AWS Scaling Recipes: EC2 and ASG in Shell Scripts

AWS Scaling Recipes: Practical shell scripts for EC2 vertical scaling and Auto Scaling Group horizontal scaling — runbook patterns you can actually commit to a repository and trust in production.

The Problem With Cloud Tutorials

Most AWS documentation teaches you to click through the console. That works once. The second time you need it, you click through again. The third time, you're clicking through at 2 AM wondering if you're remembering the right sequence.

The alternative is scripts. Not the kind that wrap every AWS CLI call in five layers of abstraction, but the kind you can read top to bottom in three minutes and understand completely.

AWS Scaling Recipes is that kind of scripts.

Vertical Scaling: Growing a Single Instance

Vertical scaling means making one machine bigger. You stop the instance, change the instance type, start it again. Straightforward in principle, error-prone in practice because the order matters and the AWS CLI doesn't hold your hand.

#!/usr/bin/env bash
set -euo pipefail

INSTANCE_ID="$1"
NEW_TYPE="$2"

echo "Stopping $INSTANCE_ID..."
aws ec2 stop-instances --instance-ids "$INSTANCE_ID"
aws ec2 wait instance-stopped --instance-ids "$INSTANCE_ID"

echo "Changing instance type to $NEW_TYPE..."
aws ec2 modify-instance-attribute \
  --instance-id "$INSTANCE_ID" \
  --instance-type "{\"Value\": \"$NEW_TYPE\"}"

echo "Starting $INSTANCE_ID..."
aws ec2 start-instances --instance-ids "$INSTANCE_ID"
aws ec2 wait instance-running --instance-ids "$INSTANCE_ID"

echo "Done. New type: $NEW_TYPE"

The set -euo pipefail at the top is non-negotiable for any script that touches production infrastructure. Exit on error. Exit on unset variable. Fail if any command in a pipe fails.

The aws ec2 wait calls are equally important — they block until the state transition is complete, so you're not running modify-instance-attribute on an instance that's still shutting down.

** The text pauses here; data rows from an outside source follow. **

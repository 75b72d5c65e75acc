//! FFprobe adapter for media file probing
//!
//! Runs `ffprobe -v quiet -print_format json -show_format -show_streams`
//! and maps the JSON report onto [`VideoMetadata`].

use std::path::Path;
use std::process::Stdio;
use std::time::Duration;

use async_trait::async_trait;
use serde::Deserialize;
use tokio::process::Command;
use tracing::debug;

use crate::domain::model::VideoMetadata;
use crate::error::{ConvertError, ConvertResult};
use crate::ports::ProbePort;

/// Default time allowed for one probe
pub const DEFAULT_PROBE_TIMEOUT: Duration = Duration::from_secs(30);

/// FFprobe-based probe adapter
#[derive(Debug, Clone)]
pub struct FfprobeAdapter {
    ffprobe_path: String,
    timeout: Duration,
}

impl FfprobeAdapter {
    /// Create an adapter for the given executable (absolute or on PATH)
    pub fn new(ffprobe_path: impl Into<String>) -> Self {
        Self {
            ffprobe_path: ffprobe_path.into(),
            timeout: DEFAULT_PROBE_TIMEOUT,
        }
    }

    pub fn with_timeout(mut self, timeout: Duration) -> Self {
        self.timeout = timeout;
        self
    }
}

#[async_trait]
impl ProbePort for FfprobeAdapter {
    async fn probe(&self, path: &Path) -> ConvertResult<VideoMetadata> {
        if !path.exists() {
            return Err(ConvertError::ProbeError {
                message: format!("File not found: {}", path.display()),
            });
        }

        debug!("Probing {} with {}", path.display(), self.ffprobe_path);
        let child = Command::new(&self.ffprobe_path)
            .args(["-v", "quiet", "-print_format", "json", "-show_format", "-show_streams"])
            .arg(path)
            .stdin(Stdio::null())
            .kill_on_drop(true)
            .output();

        let output = tokio::time::timeout(self.timeout, child)
            .await
            .map_err(|_| ConvertError::ProbeError {
                message: format!(
                    "ffprobe timed out after {}s on {}",
                    self.timeout.as_secs(),
                    path.display()
                ),
            })?
            .map_err(|e| ConvertError::ProbeError {
                message: format!("Failed to run '{}': {}", self.ffprobe_path, e),
            })?;

        if !output.status.success() {
            return Err(ConvertError::ProbeError {
                message: format!(
                    "ffprobe exited with {} on {}",
                    output.status,
                    path.display()
                ),
            });
        }

        let mut metadata = parse_ffprobe_json(&String::from_utf8_lossy(&output.stdout))?;
        if metadata.size == 0 {
            metadata.size = tokio::fs::metadata(path).await.map(|m| m.len()).unwrap_or(0);
        }
        Ok(metadata)
    }
}

#[derive(Debug, Default, Deserialize)]
struct ProbeReport {
    #[serde(default)]
    format: ProbeFormat,
    #[serde(default)]
    streams: Vec<ProbeStream>,
}

/// ffprobe encodes numbers in the format section as strings
#[derive(Debug, Default, Deserialize)]
struct ProbeFormat {
    duration: Option<String>,
    size: Option<String>,
    bit_rate: Option<String>,
}

#[derive(Debug, Default, Deserialize)]
struct ProbeStream {
    codec_type: Option<String>,
    codec_name: Option<String>,
    width: Option<u32>,
    height: Option<u32>,
    r_frame_rate: Option<String>,
}

/// `"30000/1001"` to frames per second, rounded to two decimals
fn parse_frame_rate(rate: &str) -> Option<f64> {
    let (num, den) = rate.split_once('/')?;
    let num: f64 = num.trim().parse().ok()?;
    let den: f64 = den.trim().parse().ok()?;
    if den <= 0.0 {
        return None;
    }
    Some((num / den * 100.0).round() / 100.0)
}

fn parse_number<T: std::str::FromStr>(value: &Option<String>) -> Option<T> {
    value.as_deref().and_then(|v| v.trim().parse().ok())
}

/// Map an ffprobe JSON report onto metadata; missing fields become 0/empty
pub fn parse_ffprobe_json(json: &str) -> ConvertResult<VideoMetadata> {
    let report: ProbeReport = serde_json::from_str(json)?;

    let mut metadata = VideoMetadata {
        duration: parse_number::<f64>(&report.format.duration).unwrap_or(0.0),
        size: parse_number(&report.format.size).unwrap_or(0),
        bitrate: parse_number(&report.format.bit_rate).unwrap_or(0),
        ..Default::default()
    };

    let of_type = |kind: &str| {
        report
            .streams
            .iter()
            .find(|s| s.codec_type.as_deref() == Some(kind))
    };

    if let Some(video) = of_type("video") {
        metadata.width = video.width.unwrap_or(0);
        metadata.height = video.height.unwrap_or(0);
        metadata.video_codec = video.codec_name.clone().unwrap_or_default();
        metadata.fps = video
            .r_frame_rate
            .as_deref()
            .and_then(parse_frame_rate)
            .unwrap_or(0.0);
    }

    if let Some(audio) = of_type("audio") {
        metadata.audio_codec = audio.codec_name.clone().unwrap_or_default();
    }

    Ok(metadata)
}
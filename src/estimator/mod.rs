//! Output size and encode time estimation
//!
//! Everything here is a heuristic preview computed before any process is
//! started. Unknown inputs degrade to "unknown" text instead of failing.

use serde::Serialize;
use tracing::debug;

use crate::domain::model::VideoMetadata;
use crate::domain::presets::Preset;

/// Container and metadata overhead on top of the raw stream bitrate
const CONTAINER_OVERHEAD: f64 = 1.05;

/// Assumed remux throughput in MB/s
const COPY_THROUGHPUT_MB: f64 = 100.0;

/// Default video bitrate in kbps when a preset leaves it unset
pub const DEFAULT_VIDEO_BITRATE: u32 = 5000;

/// Default audio bitrate in kbps when a preset leaves it unset
pub const DEFAULT_AUDIO_BITRATE: u32 = 192;

/// Software encoder speed by preset, in multiples of realtime
const SOFTWARE_SPEEDS: [(&str, f64); 9] = [
    ("ultrafast", 15.0),
    ("superfast", 10.0),
    ("veryfast", 7.0),
    ("faster", 5.0),
    ("fast", 3.5),
    ("medium", 2.5),
    ("slow", 1.2),
    ("slower", 0.6),
    ("veryslow", 0.3),
];
const SOFTWARE_DEFAULT_SPEED: f64 = 2.5;

/// NVENC speed by preset, in multiples of realtime
const HARDWARE_SPEEDS: [(&str, f64); 10] = [
    ("p1", 50.0),
    ("p2", 40.0),
    ("p3", 30.0),
    ("p4", 20.0),
    ("p5", 15.0),
    ("p6", 10.0),
    ("p7", 7.0),
    ("fast", 30.0),
    ("medium", 20.0),
    ("slow", 10.0),
];
const HARDWARE_DEFAULT_SPEED: f64 = 20.0;

/// A formatted preview of one conversion
#[derive(Debug, Clone, PartialEq, Serialize)]
pub struct Estimate {
    /// Estimated output size, 0 when unknown
    pub size_bytes: u64,
    /// Estimated wall-clock encode time in seconds
    pub duration_secs: f64,
    pub size_text: String,
    pub duration_text: String,
    /// Shrink/growth relative to the input, when the input size is known
    #[serde(skip_serializing_if = "Option::is_none")]
    pub info_text: Option<String>,
}

/// Estimated output size in bytes.
///
/// Returns 0 ("unknown, size preserved") in copy mode.
pub fn estimate_file_size(
    duration: f64,
    video_bitrate_kbps: u32,
    audio_bitrate_kbps: u32,
    audio_only: bool,
    copy_mode: bool,
) -> u64 {
    if copy_mode || !duration.is_finite() || duration <= 0.0 {
        return 0;
    }

    let total_kbps = if audio_only {
        audio_bitrate_kbps as f64
    } else {
        video_bitrate_kbps as f64 + audio_bitrate_kbps as f64
    };

    let bytes = total_kbps * 1000.0 * duration / 8.0 * CONTAINER_OVERHEAD;
    bytes.round() as u64
}

/// Encoder speed multiplier for a preset, with the per-table fallback
pub fn encode_speed(preset: &str, is_hardware: bool) -> f64 {
    let (table, default): (&[(&str, f64)], f64) = if is_hardware {
        (&HARDWARE_SPEEDS[..], HARDWARE_DEFAULT_SPEED)
    } else {
        (&SOFTWARE_SPEEDS[..], SOFTWARE_DEFAULT_SPEED)
    };

    table
        .iter()
        .find(|(name, _)| *name == preset)
        .map(|(_, speed)| *speed)
        .unwrap_or(default)
}

/// Estimated wall-clock encode time in seconds
pub fn estimate_duration(
    media_duration: f64,
    preset: &str,
    is_hardware: bool,
    speed_factor: f64,
) -> f64 {
    let mut seconds = media_duration.max(0.0) / encode_speed(preset, is_hardware);
    if speed_factor > 1.0 {
        seconds /= speed_factor;
    }
    seconds
}

/// New media duration and the fraction of frames dropped for a speed change
pub fn calculate_speed_effect(speed: f64, duration: f64) -> (f64, f64) {
    let new_duration = duration / speed;
    let frame_drop = if speed > 1.0 { 1.0 - 1.0 / speed } else { 0.0 };
    (new_duration, frame_drop)
}

/// `2.35 GB`, `512.3 MB`, `12 KB`, `800 B`; 0 means unknown
pub fn format_estimated_size(bytes: u64) -> String {
    const KB: f64 = 1024.0;
    const MB: f64 = KB * 1024.0;
    const GB: f64 = MB * 1024.0;

    let size = bytes as f64;
    if bytes == 0 {
        "unknown (unchanged)".to_string()
    } else if size >= GB {
        format!("{:.2} GB", size / GB)
    } else if size >= MB {
        format!("{:.1} MB", size / MB)
    } else if size >= KB {
        format!("{:.0} KB", size / KB)
    } else {
        format!("{} B", bytes)
    }
}

/// `1h 2m 3s`, `2m 3s` or `45s`
pub fn format_estimated_duration(seconds: f64) -> String {
    let total = if seconds.is_finite() && seconds > 0.0 {
        seconds as u64
    } else {
        0
    };
    let hours = total / 3600;
    let minutes = (total % 3600) / 60;
    let secs = total % 60;

    if hours > 0 {
        format!("{}h {}m {}s", hours, minutes, secs)
    } else if minutes > 0 {
        format!("{}m {}s", minutes, secs)
    } else {
        format!("{}s", secs)
    }
}

fn size_change(estimated: u64, original: u64) -> Option<String> {
    if estimated == 0 || original == 0 {
        return None;
    }

    let ratio = estimated as f64 / original as f64;
    let text = if ratio < 1.0 {
        format!("~{}% smaller", ((1.0 - ratio) * 100.0) as u64)
    } else if ratio > 1.0 {
        format!("~{}% larger", ((ratio - 1.0) * 100.0) as u64)
    } else {
        "~same size".to_string()
    };
    Some(text)
}

/// Turn raw numbers into display text
pub fn format_estimate(bytes: u64, seconds: f64, metadata: Option<&VideoMetadata>) -> Estimate {
    Estimate {
        size_bytes: bytes,
        duration_secs: seconds,
        size_text: format_estimated_size(bytes),
        duration_text: format_estimated_duration(seconds),
        info_text: metadata.and_then(|m| size_change(bytes, m.size)),
    }
}

/// Full preview for converting `metadata`'s file with `preset`
pub fn estimate_with_preset(metadata: &VideoMetadata, preset: &Preset) -> Estimate {
    let settings = &preset.settings;
    let speed = settings.effective_speed();
    let speed = if speed > 0.0 && speed.is_finite() { speed } else { 1.0 };

    let output_duration = if speed != 1.0 {
        calculate_speed_effect(speed, metadata.duration).0
    } else {
        metadata.duration
    };

    let copy_mode = preset.is_copy_mode();
    let bytes = estimate_file_size(
        output_duration,
        settings.video_bitrate.unwrap_or(DEFAULT_VIDEO_BITRATE),
        settings.audio_bitrate.unwrap_or(DEFAULT_AUDIO_BITRATE),
        preset.audio_only(),
        copy_mode,
    );

    let seconds = if copy_mode {
        let size_mb = metadata.size as f64 / (1024.0 * 1024.0);
        (size_mb / COPY_THROUGHPUT_MB).max(1.0)
    } else {
        estimate_duration(
            metadata.duration,
            settings.preset.as_deref().unwrap_or("medium"),
            preset.hardware,
            speed,
        )
    };

    debug!(
        "Estimate for preset '{}': {} bytes, {:.1}s (copy_mode={})",
        preset.name, bytes, seconds, copy_mode
    );

    format_estimate(bytes, seconds, Some(metadata))
}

Horizontal Scaling: Growing a Fleet

Horizontal scaling means adding more machines of the same type. AWS Auto Scaling Groups handle the lifecycle; the scripts handle the policy management — setting desired capacity, adjusting min/max, attaching and detaching instances.

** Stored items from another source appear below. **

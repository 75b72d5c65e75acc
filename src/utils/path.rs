//! Output path helpers

use std::path::{Path, PathBuf};

use crate::error::{ConvertError, ConvertResult};

/// Extensions accepted as video input
pub const VIDEO_EXTENSIONS: &[&str] = &[
    "ts", "m2ts", "mp4", "mkv", "avi", "mov", "wmv", "flv", "webm", "mpeg", "mpg", "3gp",
];

/// `<output_dir>/<input stem><suffix><ext>`.
///
/// `ext` includes the leading dot, e.g. `.mp4`.
pub fn generate_output_path(input: &Path, output_dir: &Path, ext: &str, suffix: &str) -> PathBuf {
    let stem = input
        .file_stem()
        .map(|s| s.to_string_lossy().into_owned())
        .unwrap_or_else(|| "output".to_string());
    output_dir.join(format!("{}{}{}", stem, suffix, ext))
}

/// Whether the extension is a known video container
pub fn is_video_file(path: &Path) -> bool {
    path.extension()
        .map(|ext| ext.to_string_lossy().to_lowercase())
        .map(|ext| VIDEO_EXTENSIONS.contains(&ext.as_str()))
        .unwrap_or(false)
}

/// Make sure `dir` exists and can be written to, creating it when missing
pub fn validate_output_dir(dir: &Path) -> ConvertResult<()> {
    if dir.as_os_str().is_empty() {
        return Err(ConvertError::ConfigError {
            message: "Output directory not specified".to_string(),
        });
    }

    if !dir.exists() {
        std::fs::create_dir_all(dir)?;
        tracing::info!("Created output directory {}", dir.display());
        return Ok(());
    }

    let metadata = std::fs::metadata(dir)?;
    if !metadata.is_dir() {
        return Err(ConvertError::ConfigError {
            message: format!("'{}' is not a directory", dir.display()),
        });
    }
    if metadata.permissions().readonly() {
        return Err(ConvertError::ConfigError {
            message: format!("No write permission for '{}'", dir.display()),
        });
    }

    Ok(())
}

#[cfg(test)]
mod tests {
    use super::*;

    #[test]
    fn test_generate_output_path() {
        let out = generate_output_path(
            Path::new("/videos/holiday.ts"),
            Path::new("/out"),
            ".mp4",
            "_converted",
        );
        assert_eq!(out, PathBuf::from("/out/holiday_converted.mp4"));
    }

    #[test]
    fn test_is_video_file() {
        assert!(is_video_file(Path::new("clip.MKV")));
        assert!(is_video_file(Path::new("a/b/c.m2ts")));
        assert!(!is_video_file(Path::new("song.mp3")));
        assert!(!is_video_file(Path::new("README")));
    }

    #[test]
    fn test_validate_output_dir_creates_missing() {
        let tmp = tempfile::tempdir().unwrap();
        let nested = tmp.path().join("a").join("b");
        validate_output_dir(&nested).unwrap();
        assert!(nested.is_dir());
    }

    #[test]
    fn test_validate_output_dir_rejects_file() {
        let tmp = tempfile::tempdir().unwrap();
        let file = tmp.path().join("file.txt");
        std::fs::write(&file, b"x").unwrap();
        assert!(validate_output_dir(&file).is_err());
        assert!(validate_output_dir(Path::new("")).is_err());
    }
}
//! Common utilities and helpers

pub mod format;
pub mod logging;
pub mod path;
pub mod time;

pub use format::{format_clock, format_size};
pub use logging::{init_logging, LogFormat, LoggingConfig};
pub use path::{generate_output_path, is_video_file, validate_output_dir};
pub use time::parse_clock;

# Scale out: increase desired capacity
scale_out() {
  local asg_name="$1"
  local increment="${2:-1}"

  current=$(aws autoscaling describe-auto-scaling-groups \
    --auto-scaling-group-names "$asg_name" \
    --query 'AutoScalingGroups[0].DesiredCapacity' \
    --output text)

  new_desired=$((current + increment))

  aws autoscaling set-desired-capacity \
    --auto-scaling-group-name "$asg_name" \
    --desired-capacity "$new_desired" \
    --honor-cooldown

  echo "Scaled $asg_name from $current to $new_desired"
}

# Scale in: decrease desired capacity
scale_in() {
  local asg_name="$1"
  local decrement="${2:-1}"

  current=$(aws autoscaling describe-auto-scaling-groups \
    --auto-scaling-group-names "$asg_name" \
    --query 'AutoScalingGroups[0].DesiredCapacity' \
    --output text)

  new_desired=$((current - decrement))
  min=$(aws autoscaling describe-auto-scaling-groups \
    --auto-scaling-group-names "$asg_name" \
    --query 'AutoScalingGroups[0].MinSize' \
    --output text)

  if [ "$new_desired" -lt "$min" ]; then
    echo "Cannot scale below minimum ($min)"
    exit 1
  fi

  aws autoscaling set-desired-capacity \
    --auto-scaling-group-name "$asg_name" \
    --desired-capacity "$new_desired" \
    --honor-cooldown
}

--honor-cooldown respects the ASG's configured cooldown period — the window after a scaling event during which the group won't scale again. Bypassing it is tempting when you're in a hurry and actively harmful when the system is oscillating.

Waiting for Health

After a scale-out, you want to know that the new instances are actually healthy before declaring success. The ASG knows this; you just need to ask:

wait_for_healthy() {
  local asg_name="$1"
  local expected_count="$2"

  echo -n "Waiting for $expected_count healthy instances..."
  while true; do
    healthy=$(aws autoscaling describe-auto-scaling-groups \
      --auto-scaling-group-names "$asg_name" \
      --query 'AutoScalingGroups[0].Instances[?HealthStatus==`Healthy`] | length(@)' \
      --output text)

    if [ "$healthy" -ge "$expected_count" ]; then
      echo " done ($healthy healthy)"
      break
    fi
    echo -n "."
    sleep 10
  done
}

The Case for Shell

These are shell scripts rather than Terraform, CDK, or a Python SDK wrapper for a reason. Terraform manages desired state; these scripts manage transitions. When you need to respond to an incident — right now, without running a full plan — shell is what you reach for.

They're also readable by anyone. No knowledge of a framework required. aws ec2 stop-instances does exactly what it says.

Store them in your repository. Review them like code. They're runbooks that execute themselves.

License

MIT